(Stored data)

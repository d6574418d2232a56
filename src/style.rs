//! Tooltip styling.
//!
//! A [`TooltipStyle`] is a plain record; nothing in it is derived. The host either builds one and passes it
//! to [`Overlay::new`][crate::Overlay::new], or replaces the thread-local default with [`set_default_style`]
//! before any tooltip is shown. [`default_style`] hands out a clone, so a placement that has already been
//! resolved never sees a later change.
//!
//! Individual parameters can be overridden by name through a [`StyleOverride`]:
//!
//! ```
//! use tipkit::{Color, StyleOverride, TooltipStyle};
//!
//! let style = TooltipStyle::default()
//!     .apply(
//!         &StyleOverride::new()
//!             .set("corner_radius", 12.0)
//!             .set("background_color", Color::BLACK),
//!     )
//!     .unwrap();
//! assert_eq!(style.corner_radius, 12.0);
//! ```
use std::cell::RefCell;
use std::collections::HashMap;

use serde::{Deserialize, Serialize};

use crate::base_types::*;
use crate::error::{Error, Result};

#[derive(Clone, Debug, PartialEq, Serialize, Deserialize)]
#[serde(default)]
pub struct TooltipStyle {
    /// Preferred width of the bubble. The rendered width may be narrower to fit the container.
    pub width: f32,
    pub corner_radius: f32,
    pub arrow_width: f32,
    pub arrow_height: f32,
    /// Vertical distance between the target and the arrow tip.
    pub gap: f32,
    /// Minimum distance kept between the bubble and the container's left and right edges.
    pub margin: f32,
    /// Space below the target needed before the bubble is placed underneath it.
    pub side_threshold: f32,

    pub font: Option<String>,
    pub title_font_size: f32,
    pub description_font_size: f32,
    pub title_color: Color,
    pub description_color: Color,
    /// Vertical space between title and description.
    pub spacing: f32,
    pub title_padding: EdgeInsets,
    pub description_padding: EdgeInsets,

    pub background_color: Color,
    /// Blur radius of the bubble's shadow. 0 disables it.
    pub shadow_radius: f32,

    /// Dim the rest of the container and cut out the target.
    pub highlight: bool,
    pub highlight_corner_radius: f32,
    pub dim_color: Color,
}

impl Default for TooltipStyle {
    fn default() -> Self {
        Self {
            width: 350.0,
            corner_radius: 8.0,
            arrow_width: 18.0,
            arrow_height: 9.0,
            gap: 10.0,
            margin: 8.0,
            side_threshold: 200.0,
            font: None,
            title_font_size: 12.0,
            description_font_size: 12.0,
            title_color: Color::BLACK,
            description_color: Color::GRAY,
            spacing: 16.0,
            title_padding: EdgeInsets::new(16.0, 16.0, 0.0, 16.0),
            description_padding: EdgeInsets::new(0.0, 32.0, 32.0, 32.0),
            background_color: Color::WHITE,
            shadow_radius: 10.0,
            highlight: true,
            highlight_corner_radius: 8.0,
            dim_color: Color::GRAY.with_alpha(0.8),
        }
    }
}

impl TooltipStyle {
    pub fn new() -> Self {
        Default::default()
    }

    #[must_use]
    pub fn width(mut self, width: f32) -> Self {
        self.width = width;
        self
    }

    #[must_use]
    pub fn corner_radius(mut self, r: f32) -> Self {
        self.corner_radius = r;
        self
    }

    #[must_use]
    pub fn arrow(mut self, width: f32, height: f32) -> Self {
        self.arrow_width = width;
        self.arrow_height = height;
        self
    }

    #[must_use]
    pub fn background(mut self, color: Color) -> Self {
        self.background_color = color;
        self
    }

    #[must_use]
    pub fn highlight(mut self, highlight: bool) -> Self {
        self.highlight = highlight;
        self
    }

    /// Return a copy of this style with every parameter in `overrides` replaced.
    pub fn apply(&self, overrides: &StyleOverride) -> Result<Self> {
        let mut style = self.clone();
        for (param, val) in overrides.0.iter() {
            style.set_param(param, val.clone())?;
        }
        Ok(style)
    }

    fn set_param(&mut self, param: &str, val: StyleVal) -> Result<()> {
        match param {
            "width" => self.width = val.float("width")?,
            "corner_radius" => self.corner_radius = val.float("corner_radius")?,
            "arrow_width" => self.arrow_width = val.float("arrow_width")?,
            "arrow_height" => self.arrow_height = val.float("arrow_height")?,
            "gap" => self.gap = val.float("gap")?,
            "margin" => self.margin = val.float("margin")?,
            "side_threshold" => self.side_threshold = val.float("side_threshold")?,
            "font" => self.font = Some(val.string("font")?),
            "title_font_size" => self.title_font_size = val.float("title_font_size")?,
            "description_font_size" => {
                self.description_font_size = val.float("description_font_size")?
            }
            "title_color" => self.title_color = val.color("title_color")?,
            "description_color" => self.description_color = val.color("description_color")?,
            "spacing" => self.spacing = val.float("spacing")?,
            "title_padding" => self.title_padding = val.insets("title_padding")?,
            "description_padding" => self.description_padding = val.insets("description_padding")?,
            "background_color" => self.background_color = val.color("background_color")?,
            "shadow_radius" => self.shadow_radius = val.float("shadow_radius")?,
            "highlight" => self.highlight = val.bool("highlight")?,
            "highlight_corner_radius" => {
                self.highlight_corner_radius = val.float("highlight_corner_radius")?
            }
            "dim_color" => self.dim_color = val.color("dim_color")?,
            _ => return Err(Error::UnknownStyle(param.to_string())),
        }
        Ok(())
    }
}

#[derive(Clone, Debug, PartialEq)]
pub enum StyleVal {
    Float(f32),
    Bool(bool),
    Color(Color),
    Insets(EdgeInsets),
    String(String),
} // Impls below

impl StyleVal {
    fn float(self, parameter: &'static str) -> Result<f32> {
        match self {
            Self::Float(f) => Ok(f),
            _ => Err(Error::StyleType {
                parameter,
                expected: "float",
            }),
        }
    }

    fn bool(self, parameter: &'static str) -> Result<bool> {
        match self {
            Self::Bool(b) => Ok(b),
            _ => Err(Error::StyleType {
                parameter,
                expected: "bool",
            }),
        }
    }

    fn color(self, parameter: &'static str) -> Result<Color> {
        match self {
            Self::Color(c) => Ok(c),
            _ => Err(Error::StyleType {
                parameter,
                expected: "color",
            }),
        }
    }

    fn insets(self, parameter: &'static str) -> Result<EdgeInsets> {
        match self {
            Self::Insets(i) => Ok(i),
            Self::Float(f) => Ok(EdgeInsets::all(f)),
            _ => Err(Error::StyleType {
                parameter,
                expected: "edge insets",
            }),
        }
    }

    fn string(self, parameter: &'static str) -> Result<String> {
        match self {
            Self::String(s) => Ok(s),
            _ => Err(Error::StyleType {
                parameter,
                expected: "string",
            }),
        }
    }
}

/// Named parameter overrides, applied on top of a [`TooltipStyle`] with [`TooltipStyle::apply`].
#[derive(Clone, Default, Debug)]
pub struct StyleOverride(HashMap<&'static str, StyleVal>);

impl StyleOverride {
    pub fn new() -> Self {
        Default::default()
    }

    pub fn set(mut self, parameter: &'static str, val: impl Into<StyleVal>) -> Self {
        self.0.insert(parameter, val.into());
        self
    }

    pub fn get(&self, parameter: &str) -> Option<&StyleVal> {
        self.0.get(parameter)
    }

    pub fn is_empty(&self) -> bool {
        self.0.is_empty()
    }
}

thread_local!(
    static DEFAULT_STYLE: RefCell<TooltipStyle> = RefCell::new(TooltipStyle::default())
);

/// A snapshot of the current default style.
pub fn default_style() -> TooltipStyle {
    DEFAULT_STYLE.with(|s| s.borrow().clone())
}

/// Replace the default style. Only tooltips created afterwards pick it up.
pub fn set_default_style(s: TooltipStyle) {
    DEFAULT_STYLE.with(|c| *c.borrow_mut() = s)
}

// StyleVal Froms
impl From<f32> for StyleVal {
    fn from(c: f32) -> Self {
        Self::Float(c)
    }
}
impl From<f64> for StyleVal {
    fn from(c: f64) -> Self {
        Self::Float(c as f32)
    }
}
impl From<bool> for StyleVal {
    fn from(c: bool) -> Self {
        Self::Bool(c)
    }
}
impl From<Color> for StyleVal {
    fn from(c: Color) -> Self {
        Self::Color(c)
    }
}
impl From<EdgeInsets> for StyleVal {
    fn from(c: EdgeInsets) -> Self {
        Self::Insets(c)
    }
}
impl From<&str> for StyleVal {
    fn from(c: &str) -> Self {
        Self::String(c.to_string())
    }
}
impl From<String> for StyleVal {
    fn from(c: String) -> Self {
        Self::String(c)
    }
}

#[cfg(test)]
mod tests {
    use super::*;

    #[test]
    fn test_defaults() {
        let s = TooltipStyle::default();
        assert_eq!(s.width, 350.0);
        assert_eq!(s.corner_radius, 8.0);
        assert_eq!((s.arrow_width, s.arrow_height), (18.0, 9.0));
        assert_eq!(s.title_padding, EdgeInsets::new(16.0, 16.0, 0.0, 16.0));
        assert_eq!(s.description_padding, EdgeInsets::new(0.0, 32.0, 32.0, 32.0));
    }

    #[test]
    fn test_apply_overrides() {
        let s = TooltipStyle::default()
            .apply(
                &StyleOverride::new()
                    .set("width", 200.0)
                    .set("highlight", false)
                    .set("title_padding", 4.0)
                    .set("font", "Inter"),
            )
            .unwrap();
        assert_eq!(s.width, 200.0);
        assert!(!s.highlight);
        assert_eq!(s.title_padding, EdgeInsets::all(4.0));
        assert_eq!(s.font.as_deref(), Some("Inter"));
    }

    #[test]
    fn test_apply_type_mismatch() {
        let err = TooltipStyle::default()
            .apply(&StyleOverride::new().set("background_color", 1.0))
            .unwrap_err();
        assert_eq!(
            err,
            Error::StyleType {
                parameter: "background_color",
                expected: "color"
            }
        );
    }

    #[test]
    fn test_apply_unknown() {
        let err = TooltipStyle::default()
            .apply(&StyleOverride::new().set("colour", Color::BLACK))
            .unwrap_err();
        assert_eq!(err, Error::UnknownStyle("colour".to_string()));
    }

    #[test]
    fn test_default_style_is_a_snapshot() {
        let before = default_style();
        set_default_style(TooltipStyle::default().width(120.0));
        assert_eq!(before.width, 350.0);
        assert_eq!(default_style().width, 120.0);
        set_default_style(TooltipStyle::default());
    }

    #[test]
    fn test_deserialize_partial() {
        let s: TooltipStyle = serde_json::from_str(r#"{"width": 280.0, "highlight": false}"#).unwrap();
        assert_eq!(s.width, 280.0);
        assert!(!s.highlight);
        assert_eq!(s.corner_radius, 8.0);
    }
}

## PROBLEM TO SOLVE
The word "distance" may appear in several lines of the data; copy every line where it does.

## EXERCISE OUTPUT
    /// Vertical distance between the target and the arrow tip.
    /// Minimum distance kept between the bubble and the container's left and right edges.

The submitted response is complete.